I was with Ali G the other day. I had collected him from the airport as he landed from Kazakhstan, and he was carrying a magazine with its title “i” turned upside down so it looked like an exclamation mark. Nifty. On the cover stood four young, black people in designer suits. The headline read: “The Colour of Money”. He informed me that this was “breaking news”, in a Kazakh accent — charming. How this story could be considered “news” perplexed me. What exactly is breaking news, I asked him? He said something about breaking things. Does breaking news have to be new news, I continued? I mean, whose ignorance has to be relieved for news to be news? What if, like, we all know about something that some other guys don’t? You know, the more socially-challenged ones. Again, he mentioned that thing about breaking things and “punani”. Mind you, this was a highly sophisticated conversation. Anyway, the cover story was about YBPs, that is, Young Black Professionals in South Africa. Their existence can’t be breaking news, really. To illustrate my point, I read Ali an essay about my past experience with a member of this species, which he luckily helped me edit, expressing his firm goal to one day win a “Pulizer”.

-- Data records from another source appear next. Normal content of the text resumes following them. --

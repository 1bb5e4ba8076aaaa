use thiserror::Error;

use crate::diagnostics::Diagnostic;
use crate::position::Position;

/// The result type for the `lalrgen` crate.
pub type Result<T> = std::result::Result<T, GenError>;

/// The error type for the `lalrgen` crate.
#[derive(Error, Debug)]
pub struct GenError {
    /// The source of the error.
    pub source: Box<GenErrorKind>,
}

impl GenError {
    /// Create a new `GenError`.
    pub fn new(kind: GenErrorKind) -> Self {
        GenError {
            source: Box::new(kind),
        }
    }
}

impl std::fmt::Display for GenError {
    fn fmt(&self, f: &mut std::fmt::Formatter<'_>) -> std::fmt::Result {
        write!(f, "{}", self.source)
    }
}

/// The error kind type.
#[derive(Error, Debug)]
pub enum GenErrorKind {
    /// A syntax error in the grammar description.
    #[error("{}: {message}", .position.map(|p| p.to_string()).unwrap_or_else(|| "grammar".to_string()))]
    Syntax {
        /// Where the error was detected, if known.
        position: Option<Position>,
        /// The user-facing description.
        message: String,
    },

    /// An error occurred during the parsing of a regex terminal.
    #[error("'{1}' {0}")]
    RegexSyntaxError(regex_syntax::ast::Error, String),

    /// Used regex features that are not supported (yet).
    #[error("Unsupported regex feature: {0}")]
    UnsupportedFeature(String),

    /// The grammar failed one or more integrity checks that prevent table
    /// generation. All collected diagnostics are carried along.
    #[error("grammar rejected: {}", .0.iter().map(|d| d.to_string()).collect::<Vec<_>>().join("; "))]
    Semantic(Vec<Diagnostic>),

    /// A std::io error occurred.
    #[error(transparent)]
    IoError(#[from] std::io::Error),
}

impl From<regex_syntax::ast::Error> for GenError {
    fn from(error: regex_syntax::ast::Error) -> Self {
        let pattern = error.pattern().to_string();
        GenError::new(GenErrorKind::RegexSyntaxError(error, pattern))
    }
}

impl From<std::io::Error> for GenError {
    fn from(error: std::io::Error) -> Self {
        GenError::new(GenErrorKind::IoError(error))
    }
}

So: “I intended to leave him, his life, our life, his friends, our friends, his attitudes, our attitudes. It’s not easy being an esoteric chick, without altering some practical aspects of your life. Actually, I am both over and understating this, but one is inevitably confronted with defining in clearer terms for oneself who one is, and things in line with that, in general and specific ways. You know that feeling when you are bored out of your mind? People do strange things in a state of boredom. They are very dangerous, actually. My primal yawns could be heard in Timbuktu, infecting even the insects of the Amazon. To avoid this imminent disaster, I left.

“A successful investment banker by profession, he lived the life of this genre as if it had a genetic prototype that only a few could lay claim to. To an extent, his beloved belief was true: South Africa’s political democratisation led to an economic liberation that only a few were perfectly positioned and timed to make something significant of, creating a genre of YBPs, wholly unique to any other newly created, socio-economic grouping in the country. These black guys (and girls) are around 33 years old, hectically compelling, well-accredited, internationally trained, follow global best practice, shop at Pink’s in London and diligently stock men’s fashion and Wallpaper magazines. I was a huge fan.

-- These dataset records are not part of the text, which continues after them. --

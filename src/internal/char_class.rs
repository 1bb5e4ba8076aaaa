//! This module contains the character class implementation.
//! A character class is a canonical sorted sequence of disjoint code point
//! ranges. All algebraic operations reestablish the normalization invariant:
//! ranges are sorted, non-overlapping and non-adjacent.

use crate::config::CaseFolding;
use crate::{GenError, GenErrorKind, Result};

/// The upper bound of the default code point universe.
pub(crate) const DEFAULT_MAX_CODE_POINT: u32 = 0x10FFFF;

/// An inclusive range of code points.
#[derive(Debug, Clone, Copy, PartialEq, Eq, PartialOrd, Ord, Hash)]
pub(crate) struct CharRange {
    pub(crate) lo: u32,
    pub(crate) hi: u32,
}

impl CharRange {
    pub(crate) fn new(lo: u32, hi: u32) -> Self {
        debug_assert!(lo <= hi);
        CharRange { lo, hi }
    }
}

/// A set of code points stored as sorted disjoint ranges.
#[derive(Debug, Clone, Default, PartialEq, Eq, PartialOrd, Ord, Hash)]
pub(crate) struct CharClass {
    ranges: Vec<CharRange>,
}

impl CharClass {
    /// The empty character class.
    pub(crate) fn empty() -> Self {
        CharClass { ranges: Vec::new() }
    }

    pub(crate) fn from_char(c: char) -> Self {
        Self::from_range(c as u32, c as u32)
    }

    pub(crate) fn from_range(lo: u32, hi: u32) -> Self {
        let (lo, hi) = if lo <= hi { (lo, hi) } else { (hi, lo) };
        CharClass {
            ranges: vec![CharRange::new(lo, hi)],
        }
    }

    pub(crate) fn is_empty(&self) -> bool {
        self.ranges.is_empty()
    }

    /// The ranges of the character class.
    pub(crate) fn ranges(&self) -> &[CharRange] {
        &self.ranges
    }

    /// The number of code points in the character class.
    pub(crate) fn size(&self) -> u64 {
        self.ranges
            .iter()
            .map(|r| (r.hi - r.lo) as u64 + 1)
            .sum()
    }

    /// Add a single code point.
    pub(crate) fn add(&mut self, c: u32) {
        self.add_range(c, c);
    }

    /// Add an inclusive range of code points.
    pub(crate) fn add_range(&mut self, lo: u32, hi: u32) {
        let (lo, hi) = if lo <= hi { (lo, hi) } else { (hi, lo) };
        self.ranges.push(CharRange::new(lo, hi));
        self.normalize();
    }

    /// Reestablish the normalization invariant: sorted, non-overlapping,
    /// non-adjacent ranges.
    fn normalize(&mut self) {
        if self.ranges.len() < 2 {
            return;
        }
        self.ranges.sort_unstable_by_key(|r| r.lo);
        let mut normalized: Vec<CharRange> = Vec::with_capacity(self.ranges.len());
        for range in self.ranges.drain(..) {
            match normalized.last_mut() {
                // Merge overlapping and adjacent ranges.
                Some(last) if range.lo <= last.hi.saturating_add(1) => {
                    last.hi = last.hi.max(range.hi);
                }
                _ => normalized.push(range),
            }
        }
        self.ranges = normalized;
    }

    /// The union of two character classes.
    pub(crate) fn union(&self, other: &CharClass) -> CharClass {
        let mut result = CharClass {
            ranges: Vec::with_capacity(self.ranges.len() + other.ranges.len()),
        };
        result.ranges.extend_from_slice(&self.ranges);
        result.ranges.extend_from_slice(&other.ranges);
        result.normalize();
        result
    }

    /// The intersection of two character classes.
    pub(crate) fn intersection(&self, other: &CharClass) -> CharClass {
        let mut result = CharClass::empty();
        let mut i = 0;
        let mut j = 0;
        while i < self.ranges.len() && j < other.ranges.len() {
            let a = self.ranges[i];
            let b = other.ranges[j];
            let lo = a.lo.max(b.lo);
            let hi = a.hi.min(b.hi);
            if lo <= hi {
                result.ranges.push(CharRange::new(lo, hi));
            }
            if a.hi < b.hi {
                i += 1;
            } else {
                j += 1;
            }
        }
        // Overlaps are collected in order and pairwise disjoint already, but
        // adjacent results can occur when `other` splits a range of `self`.
        result.normalize();
        result
    }

    /// The difference of two character classes, i.e. all code points in
    /// `self` that are not in `other`.
    pub(crate) fn difference(&self, other: &CharClass) -> CharClass {
        let mut result = CharClass::empty();
        let mut j = 0;
        for a in &self.ranges {
            let mut lo = a.lo;
            while j < other.ranges.len() && other.ranges[j].hi < lo {
                j += 1;
            }
            let mut k = j;
            while k < other.ranges.len() && other.ranges[k].lo <= a.hi {
                let b = other.ranges[k];
                if b.lo > lo {
                    result.ranges.push(CharRange::new(lo, b.lo - 1));
                }
                lo = b.hi.saturating_add(1);
                if lo > a.hi {
                    break;
                }
                k += 1;
            }
            if lo <= a.hi {
                result.ranges.push(CharRange::new(lo, a.hi));
            }
        }
        // The subtraction emits sorted disjoint ranges, no renormalization
        // needed.
        debug_assert!(result
            .ranges
            .windows(2)
            .all(|w| w[0].hi.saturating_add(1) < w[1].lo));
        result
    }

    /// The complement of the character class within `[0, max_code_point]`.
    pub(crate) fn negate(&self, max_code_point: u32) -> CharClass {
        CharClass::from_range(0, max_code_point).difference(self)
    }

    /// Check if the character class contains the given code point.
    pub(crate) fn contains(&self, c: u32) -> bool {
        self.ranges
            .binary_search_by(|r| {
                if c < r.lo {
                    std::cmp::Ordering::Greater
                } else if c > r.hi {
                    std::cmp::Ordering::Less
                } else {
                    std::cmp::Ordering::Equal
                }
            })
            .is_ok()
    }

    /// Check if the character class overlaps the given inclusive range.
    pub(crate) fn intersects_range(&self, lo: u32, hi: u32) -> bool {
        self.ranges.iter().any(|r| r.lo <= hi && lo <= r.hi)
    }

    /// Check if two character classes share at least one code point.
    pub(crate) fn intersects(&self, other: &CharClass) -> bool {
        let mut i = 0;
        let mut j = 0;
        while i < self.ranges.len() && j < other.ranges.len() {
            let a = self.ranges[i];
            let b = other.ranges[j];
            if a.lo.max(b.lo) <= a.hi.min(b.hi) {
                return true;
            }
            if a.hi < b.hi {
                i += 1;
            } else {
                j += 1;
            }
        }
        false
    }

    /// Expand the character class by the case-equivalent counterparts of its
    /// members. The folding is performed at compile time so that the DFA
    /// stays minimal.
    pub(crate) fn case_fold(&self, mode: CaseFolding) -> CharClass {
        match mode {
            CaseFolding::None => self.clone(),
            CaseFolding::Ascii => {
                let mut result = self.clone();
                for range in self.ranges.clone() {
                    for c in range.lo..=range.hi {
                        if c.is_ascii_lowercase_cp() {
                            result.add(c - 0x20);
                        } else if c.is_ascii_uppercase_cp() {
                            result.add(c + 0x20);
                        }
                    }
                }
                result
            }
            CaseFolding::Unicode => {
                let mut result = self.clone();
                for range in self.ranges.clone() {
                    for cp in range.lo..=range.hi {
                        let Some(c) = char::from_u32(cp) else {
                            continue;
                        };
                        let mut upper = c.to_uppercase();
                        if upper.len() == 1 {
                            result.add(upper.next().unwrap() as u32);
                        }
                        let mut lower = c.to_lowercase();
                        if lower.len() == 1 {
                            result.add(lower.next().unwrap() as u32);
                        }
                    }
                }
                result
            }
        }
    }

    /// Parse the quoted chardef format, e.g. `0-9A-Za-z_`.
    /// Supported escapes: `\n \r \t \a \b \f \v \\ \' \" \-`, `\xHH`,
    /// `\uHHHH`, `\UHHHHHHHH` and octal `\ooo`.
    pub(crate) fn parse(text: &str) -> Result<CharClass> {
        let mut result = CharClass::empty();
        let mut chars = text.chars().peekable();
        let mut pending: Option<u32> = None;
        while let Some(c) = chars.next() {
            let cp = if c == '\\' {
                parse_escape(&mut chars, text)?
            } else if c == '-' && pending.is_some() {
                // Range operator: the next member closes the range.
                let lo = pending.take().unwrap();
                let next = chars.next().ok_or_else(|| malformed(text))?;
                let hi = if next == '\\' {
                    parse_escape(&mut chars, text)?
                } else {
                    next as u32
                };
                result.add_range(lo, hi);
                continue;
            } else {
                c as u32
            };
            if let Some(prev) = pending.replace(cp) {
                result.add(prev);
            }
        }
        if let Some(prev) = pending {
            result.add(prev);
        }
        Ok(result)
    }
}

trait AsciiCase {
    fn is_ascii_lowercase_cp(&self) -> bool;
    fn is_ascii_uppercase_cp(&self) -> bool;
}

impl AsciiCase for u32 {
    fn is_ascii_lowercase_cp(&self) -> bool {
        (0x61..=0x7A).contains(self)
    }
    fn is_ascii_uppercase_cp(&self) -> bool {
        (0x41..=0x5A).contains(self)
    }
}

fn malformed(text: &str) -> GenError {
    GenError::new(GenErrorKind::Syntax {
        position: None,
        message: format!("malformed character class '{}'", text),
    })
}

fn parse_escape(chars: &mut std::iter::Peekable<std::str::Chars>, text: &str) -> Result<u32> {
    let c = chars.next().ok_or_else(|| malformed(text))?;
    let cp = match c {
        'n' => '\n' as u32,
        'r' => '\r' as u32,
        't' => '\t' as u32,
        'a' => 0x07,
        'b' => 0x08,
        'f' => 0x0C,
        'v' => 0x0B,
        'x' => parse_hex(chars, 2, text)?,
        'u' => parse_hex(chars, 4, text)?,
        'U' => parse_hex(chars, 8, text)?,
        '0'..='7' => {
            let mut value = c as u32 - '0' as u32;
            for _ in 0..2 {
                match chars.peek() {
                    Some(d @ '0'..='7') => {
                        value = value * 8 + (*d as u32 - '0' as u32);
                        chars.next();
                    }
                    _ => break,
                }
            }
            value
        }
        other => other as u32,
    };
    Ok(cp)
}

fn parse_hex(
    chars: &mut std::iter::Peekable<std::str::Chars>,
    digits: usize,
    text: &str,
) -> Result<u32> {
    let mut value = 0u32;
    for _ in 0..digits {
        let d = chars
            .next()
            .and_then(|c| c.to_digit(16))
            .ok_or_else(|| malformed(text))?;
        value = value * 16 + d;
    }
    Ok(value)
}

fn format_code_point(f: &mut std::fmt::Formatter<'_>, cp: u32) -> std::fmt::Result {
    match cp {
        0x07 => write!(f, r"\a"),
        0x08 => write!(f, r"\b"),
        0x09 => write!(f, r"\t"),
        0x0A => write!(f, r"\n"),
        0x0B => write!(f, r"\v"),
        0x0C => write!(f, r"\f"),
        0x0D => write!(f, r"\r"),
        c if c == '\\' as u32 || c == '-' as u32 || c == '\'' as u32 || c == '"' as u32 => {
            write!(f, "\\{}", char::from_u32(c).unwrap())
        }
        c if (0x20..0x7F).contains(&c) => write!(f, "{}", char::from_u32(c).unwrap()),
        c if c <= 0xFF => write!(f, r"\x{:02X}", c),
        c if c <= 0xFFFF => write!(f, r"\u{:04X}", c),
        c => write!(f, r"\U{:08X}", c),
    }
}

impl std::fmt::Display for CharClass {
    fn fmt(&self, f: &mut std::fmt::Formatter<'_>) -> std::fmt::Result {
        for range in &self.ranges {
            format_code_point(f, range.lo)?;
            if range.hi > range.lo {
                write!(f, "-")?;
                format_code_point(f, range.hi)?;
            }
        }
        Ok(())
    }
}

“From families that weren’t exactly members of the Wanderer’s Club (Ali sends his sympathies), inescapably influenced by apartheid and its many injustices, I seldom heard them talking easily about this or naturally related subjects. I suppose they are exploring success and, esoterically speaking, that is okay. But esoterica asks just a little more of one. It asks one to integrate the understanding of “as within, so without”. In this case, there was a lot invested in occupying the throne located, supposedly, outside — and seemed like a work-in-progress in perfecting this first. I was impatient to take the road less travelled and had little to go on, except a sense of heeding the call on a two-way super-highway to the bottom of the ocean somewhere. He didn’t think I would do it.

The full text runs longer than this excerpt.